Die Quoten sind im Sinkflug: «Promi Big Brother» 2016 hat bei Sat.1 zum ersten Mal seit drei Jahren massive Probleme. Doch woran liegt das? Auf Spurensuche bei Kandidaten, Produktion und Sendeplatz.

Quotenübersicht «Promi Big Brother» 2016

  • Reichweite 3+: 1,94 Mio. (-15%)
  • Marktanteil 3+: 10,3% (-18%)
  • Reichweite 14-49: 0,93 Mio. (-22%)
  • Marktanteil 14-49: 13,0% (-24%)
02.09 - 12.09 (in Klammern Veränderung zum Vorjahres-Zeitraum)
«Promi Big Brother» hat in diesem Jahr massive Probleme. Schon seit der mehr als durchwachsenen Premieren-Staffel, die noch von Oliver Pocher moderiert wurde, verzeichnete die Show keine solch niedrigen Quoten mehr wie im aktuellen Jahr. Waren 2014 und 2015 im Schnitt noch 2,92 und 2,37 Millionen Zuschauer mit von der Partie, wird die Reichweite dieses Mal aller Voraussicht nach unter die Zwei-Millionen-Marke fallen, während der Marktanteil in der werberelevanten Zielgruppe über vier Prozentpunkte eingebrochen sind.

Seit dem „Experiment“ vor zwei Jahren, als man einen Luxus- und einen Kellerbereich eingeführt hat, hat sich konzeptuell an «Promi Big Brother» nicht viel verändert – sei es nun Keller oder Kanalisation. Eine Verschlimmerung der Bedingungen „unten“ ist noch kein Meilenstein der Showentwicklung. Natürlich könnte man hier mit dem Gewöhnungseffekt argumentieren: Hat man alles schon gesehen. Doch auch bei anderen Reality-Formaten ändert man kaum etwas am Konzept – und trotzdem funktionieren sie Jahr für Jahr. Die Verantwortlichen von Endemol Shine Germany werden es kaum noch hören können, doch der Vergleich zum RTL-Dschungelcamp liegt hierbei nah. Umso mehr muss man sich also um eine optimale Kandidatenmischung sowie die Produktion kümmern.

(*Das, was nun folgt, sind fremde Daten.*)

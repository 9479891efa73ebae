use std::str::FromStr;
use std::time::Duration;

use crate::{EnqueueOptions, Payload, QueueError, QueueResult, RetryPolicy};

/// Parse `key` from `lookup`, falling back to `default` when missing or malformed
fn var_or<T: FromStr>(lookup: &impl Fn(&str) -> Option<String>, key: &str, default: T) -> T {
    lookup(key).and_then(|v| v.trim().parse().ok()).unwrap_or(default)
}

fn env_lookup(key: &str) -> Option<String> {
    std::env::var(key).ok()
}

/// Configuration for a job queue
#[derive(Debug, Clone)]
pub struct QueueConfig {
    /// Label attached to every log event of this queue
    pub name: String,

    /// Maximum number of handlers running at once
    pub concurrency: usize,

    /// How often the store is scanned for due jobs
    pub poll_interval: Duration,

    /// Maximum rows fetched per scan
    pub poll_batch_size: usize,

    /// Retry parameters used when an enqueue does not override them
    pub retry: RetryPolicy,

    /// Upper bound on a single backoff delay (unbounded when `None`)
    pub max_retry_delay: Option<Duration>,
}

impl Default for QueueConfig {
    fn default() -> Self {
        Self {
            name: "jobs".to_string(),
            concurrency: 2,
            poll_interval: Duration::from_millis(250),
            poll_batch_size: 50,
            retry: RetryPolicy::default(),
            max_retry_delay: None,
        }
    }
}

impl QueueConfig {
    /// Create a new config with defaults
    pub fn new() -> Self {
        Self::default()
    }

    /// Read `QUEUE_*` variables, keeping defaults for anything unset or unparsable
    pub fn from_env() -> Self {
        Self::from_lookup(env_lookup)
    }

    pub(crate) fn from_lookup(lookup: impl Fn(&str) -> Option<String>) -> Self {
        let defaults = Self::default();
        let retry = RetryPolicy {
            max_retries: var_or(&lookup, "QUEUE_MAX_RETRIES", defaults.retry.max_retries),
            retry_delay_ms: var_or(&lookup, "QUEUE_RETRY_DELAY_MS", defaults.retry.retry_delay_ms),
            backoff_factor: var_or(&lookup, "QUEUE_BACKOFF_FACTOR", defaults.retry.backoff_factor),
        };

        Self {
            name: lookup("QUEUE_NAME").unwrap_or(defaults.name),
            concurrency: var_or(&lookup, "QUEUE_CONCURRENCY", defaults.concurrency),
            poll_interval: Duration::from_millis(var_or(&lookup, "QUEUE_POLL_INTERVAL_MS", 250u64)),
            poll_batch_size: var_or(&lookup, "QUEUE_POLL_BATCH_SIZE", defaults.poll_batch_size),
            retry,
            max_retry_delay: lookup("QUEUE_MAX_RETRY_DELAY_MS")
                .and_then(|v| v.trim().parse().ok())
                .map(Duration::from_millis),
        }
    }

    /// Set the queue name
    pub fn with_name(mut self, name: impl Into<String>) -> Self {
        self.name = name.into();
        self
    }

    /// Set max concurrent handlers
    pub fn with_concurrency(mut self, concurrency: usize) -> Self {
        self.concurrency = concurrency;
        self
    }

    /// Set the poll interval
    pub fn with_poll_interval(mut self, interval: Duration) -> Self {
        self.poll_interval = interval;
        self
    }

    /// Set the poll batch size
    pub fn with_poll_batch_size(mut self, size: usize) -> Self {
        self.poll_batch_size = size;
        self
    }

    /// Set the default retry policy
    pub fn with_retry(mut self, retry: RetryPolicy) -> Self {
        self.retry = retry;
        self
    }

    /// Cap individual backoff delays
    pub fn with_max_retry_delay(mut self, cap: Duration) -> Self {
        self.max_retry_delay = Some(cap);
        self
    }

    pub fn validate(&self) -> QueueResult<()> {
        if self.concurrency == 0 {
            return Err(QueueError::invalid_config("concurrency must be at least 1"));
        }
        if self.poll_interval.is_zero() {
            return Err(QueueError::invalid_config("poll_interval must be greater than zero"));
        }
        if self.poll_batch_size == 0 {
            return Err(QueueError::invalid_config("poll_batch_size must be at least 1"));
        }
        self.retry.validate()
    }
}

/// Configuration for a recurring job
#[derive(Debug, Clone)]
pub struct SchedulerConfig {
    pub name: String,

    /// Time between enqueues after the immediate first one
    pub interval: Duration,

    /// Payload enqueued on every tick
    pub payload: Payload,

    pub options: EnqueueOptions,
}

impl Default for SchedulerConfig {
    fn default() -> Self {
        Self {
            name: "scheduler".to_string(),
            interval: Duration::from_secs(6 * 60 * 60),
            payload: Payload::new(),
            options: EnqueueOptions::default(),
        }
    }
}

impl SchedulerConfig {
    pub fn new() -> Self {
        Self::default()
    }

    /// Read `SCHEDULER_INTERVAL_MS`
    pub fn from_env() -> Self {
        Self::from_lookup(env_lookup)
    }

    pub(crate) fn from_lookup(lookup: impl Fn(&str) -> Option<String>) -> Self {
        let defaults = Self::default();
        let interval_ms = var_or(&lookup, "SCHEDULER_INTERVAL_MS", defaults.interval.as_millis() as u64);

        Self {
            interval: Duration::from_millis(interval_ms),
            ..defaults
        }
    }

    pub fn with_name(mut self, name: impl Into<String>) -> Self {
        self.name = name.into();
        self
    }

    pub fn with_interval(mut self, interval: Duration) -> Self {
        self.interval = interval;
        self
    }

    pub fn with_payload(mut self, payload: Payload) -> Self {
        self.payload = payload;
        self
    }

    pub fn with_options(mut self, options: EnqueueOptions) -> Self {
        self.options = options;
        self
    }

    pub fn validate(&self) -> QueueResult<()> {
        if self.interval.is_zero() {
            return Err(QueueError::invalid_config("scheduler interval must be greater than zero"));
        }
        Ok(())
    }
}

/// Configuration for a token-bucket limiter
#[derive(Debug, Clone)]
pub struct RateLimiterConfig {
    pub name: String,

    /// Bucket capacity, restored in full every window
    pub calls_per_window: u32,

    pub window: Duration,
}

impl Default for RateLimiterConfig {
    fn default() -> Self {
        Self {
            name: "rate-limiter".to_string(),
            calls_per_window: 12,
            window: Duration::from_millis(60_000),
        }
    }
}

impl RateLimiterConfig {
    pub fn new(calls_per_window: u32, window: Duration) -> Self {
        Self {
            calls_per_window,
            window,
            ..Self::default()
        }
    }

    /// Read `RATE_LIMIT_CALLS_PER_WINDOW` and `RATE_LIMIT_WINDOW_MS`
    pub fn from_env() -> Self {
        Self::from_lookup(env_lookup)
    }

    pub(crate) fn from_lookup(lookup: impl Fn(&str) -> Option<String>) -> Self {
        let defaults = Self::default();

        Self {
            calls_per_window: var_or(&lookup, "RATE_LIMIT_CALLS_PER_WINDOW", defaults.calls_per_window),
            window: Duration::from_millis(var_or(&lookup, "RATE_LIMIT_WINDOW_MS", 60_000u64)),
            ..defaults
        }
    }

    pub fn with_name(mut self, name: impl Into<String>) -> Self {
        self.name = name.into();
        self
    }

    pub fn validate(&self) -> QueueResult<()> {
        if self.calls_per_window == 0 {
            return Err(QueueError::invalid_config("calls_per_window must be at least 1"));
        }
        if self.window.is_zero() {
            return Err(QueueError::invalid_config("window must be greater than zero"));
        }
        Ok(())
    }
}

#[cfg(test)]
mod tests {
    use super::*;
    use std::collections::HashMap;

    fn lookup(vars: &[(&str, &str)]) -> impl Fn(&str) -> Option<String> {
        let vars: HashMap<String, String> = vars
            .iter()
            .map(|(k, v)| (k.to_string(), v.to_string()))
            .collect();
        move |key: &str| vars.get(key).cloned()
    }

    #[test]
    fn test_queue_defaults() {
        let config = QueueConfig::default();

        assert_eq!(config.concurrency, 2);
        assert_eq!(config.poll_interval, Duration::from_millis(250));
        assert_eq!(config.poll_batch_size, 50);
        assert_eq!(config.retry, RetryPolicy::default());
        assert!(config.max_retry_delay.is_none());
        assert!(config.validate().is_ok());
    }

    #[test]
    fn test_queue_from_env_with_garbage() {
        let config = QueueConfig::from_lookup(lookup(&[
            ("QUEUE_CONCURRENCY", "4"),
            ("QUEUE_POLL_INTERVAL_MS", "not-a-number"),
            ("QUEUE_RETRY_DELAY_MS", " 500 "),
        ]));

        assert_eq!(config.concurrency, 4);
        assert_eq!(config.poll_interval, Duration::from_millis(250));
        assert_eq!(config.retry.retry_delay_ms, 500);
        assert_eq!(config.retry.max_retries, 3);
    }

    #[test]
    fn test_zero_concurrency_rejected() {
        let config = QueueConfig::new().with_concurrency(0);
        assert!(matches!(config.validate(), Err(QueueError::InvalidConfig(_))));
    }

    #[test]
    fn test_scheduler_defaults_to_six_hours() {
        assert_eq!(SchedulerConfig::default().interval, Duration::from_secs(21_600));

        let config = SchedulerConfig::from_lookup(lookup(&[("SCHEDULER_INTERVAL_MS", "1000")]));
        assert_eq!(config.interval, Duration::from_secs(1));
    }

    #[test]
    fn test_rate_limiter_env() {
        let config = RateLimiterConfig::from_lookup(lookup(&[]));
        assert_eq!(config.calls_per_window, 12);
        assert_eq!(config.window, Duration::from_secs(60));

        let config = RateLimiterConfig::from_lookup(lookup(&[
            ("RATE_LIMIT_CALLS_PER_WINDOW", "3"),
            ("RATE_LIMIT_WINDOW_MS", "1000"),
        ]));
        assert_eq!(config.calls_per_window, 3);
        assert_eq!(config.window, Duration::from_secs(1));
        assert!(RateLimiterConfig::new(0, Duration::from_secs(1)).validate().is_err());
    }
}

Doch genau hier hakt es in diesem Jahr deutlich.

Die Kandidaten


Über die Prominenz der Teilnehmerinnen und Teilnehmer an «Promi Big Brother» lässt sich jedes Jahr trefflich streiten – die Frage, ob die Bewohner nun A-, B-, C- oder Z-Promis sind, ist meist nur ein Feigenblatt zur Erhöhung der Relevanz. Natürlich braucht man ein paar bekannte Flaggschiffe, um das Interesse der Zuschauer zu gewinnen – diese sind mit Mario Basler, Prinz Marcus von Anhalt oder Natascha Ochsenknecht in diesem Jahr durchaus vorhanden. Doch vielmehr kommt es darauf an, ob die Promis einerseits alleine unterhalten können und andererseits, inwiefern die zusammengewürfelten Charaktere miteinander auskommen.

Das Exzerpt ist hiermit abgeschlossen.